In the second quarter of 2008, we completed the sale of 55,631 net acres, or approximately 6% of our December 31, 2007 total net acres in the Fayetteville Shale play, for $518.3 million. Production from the acreage sold was approximately 10.5 MMcf per day at the time of the sale. Additionally, we sold our Gulf Coast and Permian Basin properties in the second and third quarters of 2008.
We rely in part upon the Fayetteville and Greenville Laterals built by Texas Gas, a subsidiary of Boardwalk Pipeline Partners, LP, to service our increased production from the Fayetteville Shale play. We curtailed a portion of our natural gas production during the third quarter of 2009 as a result of inspections, repairs and maintenance relating to the remediation of pipe anomalies on the Fayetteville and Greenville Lateral. The remediation of the pipe anomalies by Texas Gas was pursuant to an agreement with PHMSA entered during the second quarter 2009, which defined the testing protocol and remediation efforts that Texas Gas would need to complete in order to return to normal operating pressures, and for the Fayetteville Lateral, to operate at higher than normal operating pressures. The testing protocol and remediation efforts include replacement of certain pipe joints, performing investigative digs to physically inspect the pipe sections and conducting metallurgical testing and analysis on a variety of pipe samples. On October 8, 2009, Texas Gas announced it received authorization from the PHMSA to operate the Fayetteville and Greenville Laterals at standard operating pressures with a capacity of 805,000 MMBtu per day. Texas Gas is continuing to perform the testing protocol required by PHMSA and, once that testing has been completed and the results known, expects to request from PHMSA the authority to operate the Fayetteville Lateral at higher than normal operating pressures under a special permit. In addition, Texas Gas plans to add compression in 2010 that will increase peak-day delivery capacities to approximately 1.0 Bcf per day on the Greenville Lateral, and assuming that the authority is received to operate the Fayetteville Lateral at higher than normal operating pressures, increase peak-day delivery capacities to approximately 1.3 Bcf per day on the Fayetteville Lateral.
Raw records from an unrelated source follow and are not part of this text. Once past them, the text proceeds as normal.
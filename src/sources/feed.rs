//! Config-driven pipeline: seeds, discovery stages, then film details
//!
//! Every configured source is crawled by a [`FeedPipeline`]. Seeds are fixed
//! URLs plus per-day URLs built from templates. Each discovery stage fetches
//! the current units and turns them into the next ones, either by following
//! the links matched by a CSS selector or by reading an array behind a JSON
//! pointer. The last stage parses one film record per detail unit.

use crate::config::{DetailConfig, DiscoveryConfig, SourceEntry};
use crate::crawler::{
    resolve_link, select_links, CrawlStep, CrawlTask, ErrorPolicy, FetchKind,
    ParseError, Payload, Pipeline, SourceCrawler,
};
use crate::model::{CrawlQueue, CrawlUnit, Film, Source};
use crate::sources::record::FilmRecord;
use crate::CrawlerError;
use async_trait::async_trait;
use chrono::{Duration as Days, Local, NaiveDate};
use scraper::Selector;
use serde::Deserialize;
use std::collections::HashSet;
use std::sync::Arc;
use url::Url;

const DEFAULT_RECORD_SELECTOR: &str = "script[type='application/json']";

/// Where links are found in a fetched page
#[derive(Clone)]
enum Extractor {
    /// `href` of every matching element
    Links(Selector),

    /// Array of URL strings or `{url, topic}` objects
    Pointer(String),
}

impl Extractor {
    fn new(source: Source, kind: FetchKind, selector: &str) -> Result<Self, CrawlerError> {
        match kind {
            FetchKind::Document => Ok(Self::Links(parse_selector(source, selector)?)),
            FetchKind::Json => Ok(Self::Pointer(selector.to_string())),
        }
    }
}

#[derive(Clone)]
struct DiscoveryStage {
    name: String,
    kind: FetchKind,
    extractor: Extractor,
    topic_from_text: bool,
    page_parameter: Option<String>,
}

impl DiscoveryStage {
    fn from_config(source: Source, index: usize, config: &DiscoveryConfig) -> Result<Self, CrawlerError> {
        Ok(Self {
            name: format!("discovery-{}", index + 1),
            kind: config.kind,
            extractor: Extractor::new(source, config.kind, &config.selector)?,
            topic_from_text: config.topic_from_text,
            page_parameter: config.page_parameter.clone(),
        })
    }

    fn step(&self) -> CrawlStep<CrawlUnit, CrawlUnit> {
        let extractor = self.extractor.clone();
        let topic_from_text = self.topic_from_text;
        CrawlStep::new(
            self.name.clone(),
            self.kind,
            move |payload: &Payload, unit: &CrawlUnit| discover(&extractor, topic_from_text, payload, unit),
        )
    }
}

#[derive(Clone)]
struct DetailStage {
    kind: FetchKind,
    extractor: RecordExtractor,
}

/// Where the film record sits in a detail payload
#[derive(Clone)]
enum RecordExtractor {
    /// Text of the first matching element
    Element(Selector),

    /// Value behind a JSON pointer; empty is the whole body
    Pointer(String),
}

impl DetailStage {
    fn from_config(source: Source, config: &DetailConfig) -> Result<Self, CrawlerError> {
        let extractor = match config.kind {
            FetchKind::Document => RecordExtractor::Element(parse_selector(
                source,
                config.selector.as_deref().unwrap_or(DEFAULT_RECORD_SELECTOR),
            )?),
            FetchKind::Json => RecordExtractor::Pointer(config.selector.clone().unwrap_or_default()),
        };
        Ok(Self {
            kind: config.kind,
            extractor,
        })
    }

    fn step(&self, source: Source) -> CrawlStep<CrawlUnit, Film> {
        let extractor = self.extractor.clone();
        CrawlStep::new(
            "films",
            self.kind,
            move |payload: &Payload, unit: &CrawlUnit| -> Result<Vec<Film>, ParseError> {
                let record = read_record(&extractor, payload)?;
                Ok(vec![record.into_film(source, unit)?])
            },
        )
        .track_progress()
    }
}

/// The pipeline of one configured source
#[derive(Clone)]
pub struct FeedPipeline {
    source: Source,
    seeds: Vec<CrawlUnit>,
    date_seeds: Vec<String>,
    date_format: String,
    discovery: Vec<DiscoveryStage>,
    detail: DetailStage,
}

impl FeedPipeline {
    /// Builds the pipeline from its config entry
    ///
    /// Seeds and selectors are parsed up front so that a broken feed
    /// definition fails before the run starts.
    pub fn from_entry(source: Source, entry: &SourceEntry) -> Result<Self, CrawlerError> {
        let seeds = entry
            .seeds
            .iter()
            .map(|seed| {
                CrawlUnit::parse(seed).map_err(|e| CrawlerError::Feed {
                    crawler: source,
                    message: format!("invalid seed '{}': {}", seed, e),
                })
            })
            .collect::<Result<Vec<_>, _>>()?;

        if let Some(template) = entry.date_seeds.iter().find(|t| !t.contains("{date}")) {
            return Err(CrawlerError::Feed {
                crawler: source,
                message: format!("date seed '{}' has no {{date}} placeholder", template),
            });
        }

        let discovery = entry
            .discovery
            .iter()
            .enumerate()
            .map(|(index, stage)| DiscoveryStage::from_config(source, index, stage))
            .collect::<Result<Vec<_>, _>>()?;

        Ok(Self {
            source,
            seeds,
            date_seeds: entry.date_seeds.clone(),
            date_format: entry.date_format.clone(),
            discovery,
            detail: DetailStage::from_config(source, &entry.detail)?,
        })
    }

    pub fn source(&self) -> Source {
        self.source
    }

    pub fn stage_count(&self) -> usize {
        self.discovery.len() + 1
    }

    /// Fixed seeds followed by the day pages around `today`
    pub fn seed_units(&self, days_past: u32, days_future: u32, today: NaiveDate) -> Vec<CrawlUnit> {
        let mut units = self.seeds.clone();
        for template in &self.date_seeds {
            for url in day_urls(template, days_past, days_future, today, &self.date_format) {
                match CrawlUnit::parse(&url) {
                    Ok(unit) => units.push(unit),
                    Err(e) => tracing::warn!("{}: skipping day page {}: {}", self.source, url, e),
                }
            }
        }
        units
    }
}

#[async_trait]
impl Pipeline for FeedPipeline {
    async fn crawl(&self, crawler: &Arc<SourceCrawler>) -> Result<HashSet<Film>, CrawlerError> {
        let config = crawler.config().clone();
        let mut units = self.seed_units(
            config.max_days_past,
            config.max_days_future,
            Local::now().date_naive(),
        );
        tracing::info!("{}: starting with {} seed units", self.source, units.len());

        for stage in &self.discovery {
            let mut found = crawler
                .submit(CrawlTask::new(
                    crawler.clone(),
                    Arc::new(stage.step()),
                    units.iter().cloned().collect(),
                ))
                .await?;

            if let Some(parameter) = &stage.page_parameter {
                let pages: CrawlQueue<CrawlUnit> = units
                    .iter()
                    .flat_map(|unit| (2..=config.max_subpages).map(move |page| unit.sub_page(parameter, page)))
                    .collect();
                if !pages.is_empty() {
                    let probe = stage.step().with_policy(ErrorPolicy::silent());
                    found.extend(
                        crawler
                            .submit(CrawlTask::new(crawler.clone(), Arc::new(probe), pages))
                            .await?,
                    );
                }
            }

            units = found.into_iter().collect();
            units.sort();
            tracing::debug!("{}: stage '{}' found {} units", self.source, stage.name, units.len());
        }

        crawler.increment_max_count(units.len());
        crawler.update_progress();

        crawler
            .submit(CrawlTask::new(
                crawler.clone(),
                Arc::new(self.detail.step(self.source)),
                units.into_iter().collect(),
            ))
            .await
    }
}

impl std::fmt::Debug for FeedPipeline {
    fn fmt(&self, f: &mut std::fmt::Formatter<'_>) -> std::fmt::Result {
        f.debug_struct("FeedPipeline")
            .field("source", &self.source)
            .field("seeds", &self.seeds.len())
            .field("date_seeds", &self.date_seeds)
            .field("stages", &self.stage_count())
            .finish()
    }
}

/// Expands a `{date}` template into one URL per day
///
/// Starts `days_future` days after `today` and walks back over
/// `days_past + days_future` days. Days outside the calendar range are skipped.
pub fn day_urls(
    template: &str,
    days_past: u32,
    days_future: u32,
    today: NaiveDate,
    format: &str,
) -> Vec<String> {
    let window = i64::from(days_past) + i64::from(days_future);
    (0..window)
        .filter_map(|i| today.checked_add_signed(Days::days(i64::from(days_future) - i)))
        .map(|day| template.replace("{date}", &day.format(format).to_string()))
        .collect()
}

fn parse_selector(source: Source, selector: &str) -> Result<Selector, CrawlerError> {
    Selector::parse(selector).map_err(|e| CrawlerError::Feed {
        crawler: source,
        message: format!("invalid selector '{}': {}", selector, e),
    })
}

fn discover(
    extractor: &Extractor,
    topic_from_text: bool,
    payload: &Payload,
    unit: &CrawlUnit,
) -> Result<Vec<CrawlUnit>, ParseError> {
    let parent = unit.url.to_string();

    match extractor {
        Extractor::Links(selector) => {
            let links = select_links(payload.as_document()?, selector, &unit.url);
            Ok(links
                .into_iter()
                .map(|link| {
                    let topic = if topic_from_text && !link.text.is_empty() {
                        Some(link.text)
                    } else {
                        unit.topic.clone()
                    };
                    child_unit(link.url, topic, &parent)
                })
                .collect())
        }
        Extractor::Pointer(pointer) => {
            let entries = payload
                .as_json()?
                .pointer(pointer)
                .ok_or_else(|| ParseError::Missing(pointer.clone()))?
                .as_array()
                .ok_or_else(|| ParseError::Invalid(format!("'{}' is not an array", pointer)))?;

            Ok(entries
                .iter()
                .filter_map(|entry| {
                    let (href, topic) = match entry {
                        serde_json::Value::String(href) => (href.as_str(), None),
                        serde_json::Value::Object(fields) => (
                            fields.get("url")?.as_str()?,
                            fields.get("topic").and_then(|t| t.as_str()).map(str::to_string),
                        ),
                        _ => return None,
                    };
                    let url = resolve_link(href, &unit.url)?;
                    Some(child_unit(url, topic.or_else(|| unit.topic.clone()), &parent))
                })
                .collect())
        }
    }
}

fn child_unit(url: Url, topic: Option<String>, parent: &str) -> CrawlUnit {
    let unit = CrawlUnit::new(url).with_parent(parent);
    match topic {
        Some(topic) => unit.with_topic(topic),
        None => unit,
    }
}

fn read_record(extractor: &RecordExtractor, payload: &Payload) -> Result<FilmRecord, ParseError> {
    match extractor {
        RecordExtractor::Element(selector) => {
            let document = payload.as_document()?;
            let element = document
                .select(selector)
                .next()
                .ok_or_else(|| ParseError::Missing("film record element".to_string()))?;
            let text: String = element.text().collect();
            Ok(serde_json::from_str(&text)?)
        }
        RecordExtractor::Pointer(pointer) => {
            let value = payload
                .as_json()?
                .pointer(pointer)
                .ok_or_else(|| ParseError::Missing(pointer.clone()))?;
            Ok(FilmRecord::deserialize(value)?)
        }
    }
}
The compression for the Fayetteville and Greenville Laterals has been approved by FERC. PHMSA retains discretion as to whether to grant, or to maintain in force, authority to operate a pipeline at higher than normal operating pressures. We cannot predict when or if the Fayetteville Lateral will be able to operate at higher capacities. In addition, PHMSA mandated repairs in conjunction with obtaining the special operating permit or any other substantial delay in obtaining the special operating permit from PHMSA could result in future curtailments of our capacity.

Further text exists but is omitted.